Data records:
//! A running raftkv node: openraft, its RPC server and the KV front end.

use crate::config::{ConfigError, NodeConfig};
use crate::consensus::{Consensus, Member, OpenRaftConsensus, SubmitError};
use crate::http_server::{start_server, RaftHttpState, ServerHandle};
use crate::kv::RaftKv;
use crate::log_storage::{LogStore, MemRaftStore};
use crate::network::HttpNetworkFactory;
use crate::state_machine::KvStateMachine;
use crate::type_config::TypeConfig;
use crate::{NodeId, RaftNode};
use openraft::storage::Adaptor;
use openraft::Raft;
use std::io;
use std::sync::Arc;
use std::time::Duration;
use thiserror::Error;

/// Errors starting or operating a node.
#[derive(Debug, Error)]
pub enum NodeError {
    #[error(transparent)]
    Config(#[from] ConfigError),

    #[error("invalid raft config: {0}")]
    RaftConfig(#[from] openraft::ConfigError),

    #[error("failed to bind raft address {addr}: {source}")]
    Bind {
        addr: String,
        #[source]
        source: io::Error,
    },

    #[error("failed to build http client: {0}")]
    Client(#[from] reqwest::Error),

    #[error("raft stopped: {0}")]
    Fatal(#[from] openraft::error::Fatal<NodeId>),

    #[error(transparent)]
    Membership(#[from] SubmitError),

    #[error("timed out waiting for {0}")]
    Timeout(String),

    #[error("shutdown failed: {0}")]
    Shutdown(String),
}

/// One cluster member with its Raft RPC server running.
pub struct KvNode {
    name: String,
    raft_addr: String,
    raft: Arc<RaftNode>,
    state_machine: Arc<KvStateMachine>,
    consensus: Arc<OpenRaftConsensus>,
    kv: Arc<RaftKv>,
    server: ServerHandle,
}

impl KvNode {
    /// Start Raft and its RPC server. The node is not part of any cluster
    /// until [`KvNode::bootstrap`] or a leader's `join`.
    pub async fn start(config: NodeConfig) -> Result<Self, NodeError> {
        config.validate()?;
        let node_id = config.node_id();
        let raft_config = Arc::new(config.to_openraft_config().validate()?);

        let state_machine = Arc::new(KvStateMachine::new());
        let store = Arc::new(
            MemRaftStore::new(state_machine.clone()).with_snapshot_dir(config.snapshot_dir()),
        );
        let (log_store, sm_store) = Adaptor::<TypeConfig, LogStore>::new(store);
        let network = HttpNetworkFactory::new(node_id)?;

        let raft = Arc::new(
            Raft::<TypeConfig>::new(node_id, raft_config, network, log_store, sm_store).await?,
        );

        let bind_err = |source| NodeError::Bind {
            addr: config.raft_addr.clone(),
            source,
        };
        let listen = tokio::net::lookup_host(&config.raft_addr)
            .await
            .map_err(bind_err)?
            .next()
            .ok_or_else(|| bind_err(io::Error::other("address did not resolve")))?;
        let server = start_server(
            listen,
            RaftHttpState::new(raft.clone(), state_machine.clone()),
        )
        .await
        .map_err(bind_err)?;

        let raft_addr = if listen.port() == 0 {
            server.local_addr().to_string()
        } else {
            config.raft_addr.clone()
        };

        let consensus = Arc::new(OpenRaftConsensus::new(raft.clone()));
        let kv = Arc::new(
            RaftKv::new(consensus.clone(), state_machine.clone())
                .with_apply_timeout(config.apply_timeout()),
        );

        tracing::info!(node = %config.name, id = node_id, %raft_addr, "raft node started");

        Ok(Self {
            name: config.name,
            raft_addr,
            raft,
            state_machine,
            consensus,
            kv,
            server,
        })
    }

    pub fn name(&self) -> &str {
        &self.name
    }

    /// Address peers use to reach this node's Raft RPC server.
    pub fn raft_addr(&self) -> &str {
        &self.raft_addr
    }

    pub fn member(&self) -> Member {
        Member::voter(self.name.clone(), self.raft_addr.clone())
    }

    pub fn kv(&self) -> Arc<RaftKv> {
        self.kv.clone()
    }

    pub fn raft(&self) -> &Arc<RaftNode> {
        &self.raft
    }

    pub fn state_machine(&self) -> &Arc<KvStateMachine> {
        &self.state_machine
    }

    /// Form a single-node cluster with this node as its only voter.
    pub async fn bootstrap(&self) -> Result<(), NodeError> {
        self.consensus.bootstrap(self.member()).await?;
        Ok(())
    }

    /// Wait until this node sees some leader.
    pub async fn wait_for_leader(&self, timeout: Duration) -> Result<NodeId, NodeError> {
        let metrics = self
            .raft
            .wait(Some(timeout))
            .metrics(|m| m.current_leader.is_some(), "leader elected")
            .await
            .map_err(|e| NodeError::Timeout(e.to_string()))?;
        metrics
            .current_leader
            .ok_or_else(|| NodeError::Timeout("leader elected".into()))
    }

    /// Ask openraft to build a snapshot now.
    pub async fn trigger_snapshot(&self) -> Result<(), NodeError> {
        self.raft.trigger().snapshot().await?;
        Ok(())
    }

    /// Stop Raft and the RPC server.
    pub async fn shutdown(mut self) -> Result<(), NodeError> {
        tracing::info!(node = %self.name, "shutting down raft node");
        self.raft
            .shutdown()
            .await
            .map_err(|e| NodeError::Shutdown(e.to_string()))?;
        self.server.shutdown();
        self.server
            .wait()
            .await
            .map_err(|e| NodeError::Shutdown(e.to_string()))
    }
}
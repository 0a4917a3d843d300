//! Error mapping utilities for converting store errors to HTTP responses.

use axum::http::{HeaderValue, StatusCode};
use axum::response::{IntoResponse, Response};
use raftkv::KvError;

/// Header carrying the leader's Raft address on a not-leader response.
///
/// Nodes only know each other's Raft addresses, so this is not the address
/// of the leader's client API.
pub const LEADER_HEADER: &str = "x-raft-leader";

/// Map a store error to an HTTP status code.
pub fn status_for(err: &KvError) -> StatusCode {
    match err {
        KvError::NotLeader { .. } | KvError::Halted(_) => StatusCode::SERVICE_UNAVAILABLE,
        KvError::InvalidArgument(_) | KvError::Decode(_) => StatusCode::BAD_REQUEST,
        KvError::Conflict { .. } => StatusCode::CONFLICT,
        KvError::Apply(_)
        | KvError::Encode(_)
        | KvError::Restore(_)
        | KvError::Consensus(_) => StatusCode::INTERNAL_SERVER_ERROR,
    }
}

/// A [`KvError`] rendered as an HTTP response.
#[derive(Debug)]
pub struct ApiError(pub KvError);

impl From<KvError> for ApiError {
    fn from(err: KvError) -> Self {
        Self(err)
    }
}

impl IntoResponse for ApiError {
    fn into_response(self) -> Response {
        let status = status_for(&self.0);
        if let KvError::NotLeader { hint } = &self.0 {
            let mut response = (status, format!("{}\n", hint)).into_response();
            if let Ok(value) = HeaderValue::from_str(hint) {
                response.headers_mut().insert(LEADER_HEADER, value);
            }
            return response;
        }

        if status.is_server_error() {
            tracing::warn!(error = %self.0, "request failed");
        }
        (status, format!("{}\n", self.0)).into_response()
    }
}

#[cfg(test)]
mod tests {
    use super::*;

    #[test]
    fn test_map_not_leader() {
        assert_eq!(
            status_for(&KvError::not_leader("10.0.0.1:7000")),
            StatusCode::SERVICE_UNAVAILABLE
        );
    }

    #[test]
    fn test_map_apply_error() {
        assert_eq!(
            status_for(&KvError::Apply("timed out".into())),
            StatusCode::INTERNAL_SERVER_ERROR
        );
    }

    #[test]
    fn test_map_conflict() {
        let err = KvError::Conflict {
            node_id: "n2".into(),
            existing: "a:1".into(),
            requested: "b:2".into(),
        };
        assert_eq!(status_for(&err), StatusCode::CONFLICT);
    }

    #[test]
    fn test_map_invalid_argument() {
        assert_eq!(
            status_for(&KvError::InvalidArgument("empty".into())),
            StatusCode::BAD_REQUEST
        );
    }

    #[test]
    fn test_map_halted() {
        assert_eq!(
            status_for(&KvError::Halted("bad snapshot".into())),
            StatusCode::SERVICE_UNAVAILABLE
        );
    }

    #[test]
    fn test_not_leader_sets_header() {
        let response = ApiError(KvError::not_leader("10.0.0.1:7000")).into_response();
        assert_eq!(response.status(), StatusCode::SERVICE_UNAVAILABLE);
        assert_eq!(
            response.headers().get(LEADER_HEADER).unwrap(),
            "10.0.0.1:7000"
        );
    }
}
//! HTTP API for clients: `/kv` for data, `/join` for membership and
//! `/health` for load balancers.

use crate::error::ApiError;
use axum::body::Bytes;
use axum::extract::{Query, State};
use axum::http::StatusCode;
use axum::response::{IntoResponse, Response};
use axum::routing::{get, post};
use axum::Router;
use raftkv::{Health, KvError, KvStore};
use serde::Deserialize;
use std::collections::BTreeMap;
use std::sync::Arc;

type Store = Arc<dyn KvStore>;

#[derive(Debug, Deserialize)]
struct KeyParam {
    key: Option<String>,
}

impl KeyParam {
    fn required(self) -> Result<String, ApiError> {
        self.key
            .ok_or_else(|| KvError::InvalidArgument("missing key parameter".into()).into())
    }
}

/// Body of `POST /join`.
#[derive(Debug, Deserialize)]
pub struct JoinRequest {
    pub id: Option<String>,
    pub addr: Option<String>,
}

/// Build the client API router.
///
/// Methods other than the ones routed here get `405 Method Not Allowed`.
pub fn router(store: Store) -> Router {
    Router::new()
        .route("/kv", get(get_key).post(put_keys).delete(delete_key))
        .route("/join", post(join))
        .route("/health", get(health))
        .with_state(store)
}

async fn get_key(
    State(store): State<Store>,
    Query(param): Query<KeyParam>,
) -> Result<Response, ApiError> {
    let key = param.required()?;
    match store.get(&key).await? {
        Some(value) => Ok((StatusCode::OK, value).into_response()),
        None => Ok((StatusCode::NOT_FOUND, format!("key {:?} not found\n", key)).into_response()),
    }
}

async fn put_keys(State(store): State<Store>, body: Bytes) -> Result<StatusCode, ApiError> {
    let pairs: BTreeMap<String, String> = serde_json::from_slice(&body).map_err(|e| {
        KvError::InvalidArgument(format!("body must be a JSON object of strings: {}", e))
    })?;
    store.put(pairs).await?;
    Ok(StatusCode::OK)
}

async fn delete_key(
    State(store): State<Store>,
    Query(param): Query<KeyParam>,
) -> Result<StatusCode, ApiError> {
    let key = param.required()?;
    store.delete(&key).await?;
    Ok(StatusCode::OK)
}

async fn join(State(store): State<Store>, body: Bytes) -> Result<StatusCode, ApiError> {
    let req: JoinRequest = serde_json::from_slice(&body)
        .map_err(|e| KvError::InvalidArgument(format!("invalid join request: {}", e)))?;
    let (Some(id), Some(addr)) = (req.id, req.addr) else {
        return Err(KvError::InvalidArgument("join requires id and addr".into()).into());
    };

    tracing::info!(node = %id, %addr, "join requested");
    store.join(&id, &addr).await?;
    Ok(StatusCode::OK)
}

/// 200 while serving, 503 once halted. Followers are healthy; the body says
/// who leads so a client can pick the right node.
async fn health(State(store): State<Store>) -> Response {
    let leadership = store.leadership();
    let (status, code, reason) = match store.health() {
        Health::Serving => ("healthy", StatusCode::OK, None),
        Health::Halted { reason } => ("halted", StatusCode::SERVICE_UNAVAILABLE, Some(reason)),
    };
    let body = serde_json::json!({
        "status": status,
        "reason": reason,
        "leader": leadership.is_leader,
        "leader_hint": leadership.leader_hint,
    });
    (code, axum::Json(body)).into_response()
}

**TASK:** Read through the data and copy every line where "crate" shows up.

**THE COMPLETED TASK:**
use crate::config::{ConfigError, NodeConfig};
use crate::consensus::{Consensus, Member, OpenRaftConsensus, SubmitError};
use crate::http_server::{start_server, RaftHttpState, ServerHandle};
use crate::kv::RaftKv;
use crate::log_storage::{LogStore, MemRaftStore};
use crate::network::HttpNetworkFactory;
use crate::state_machine::KvStateMachine;
use crate::type_config::TypeConfig;
use crate::{NodeId, RaftNode};
use crate::error::ApiError;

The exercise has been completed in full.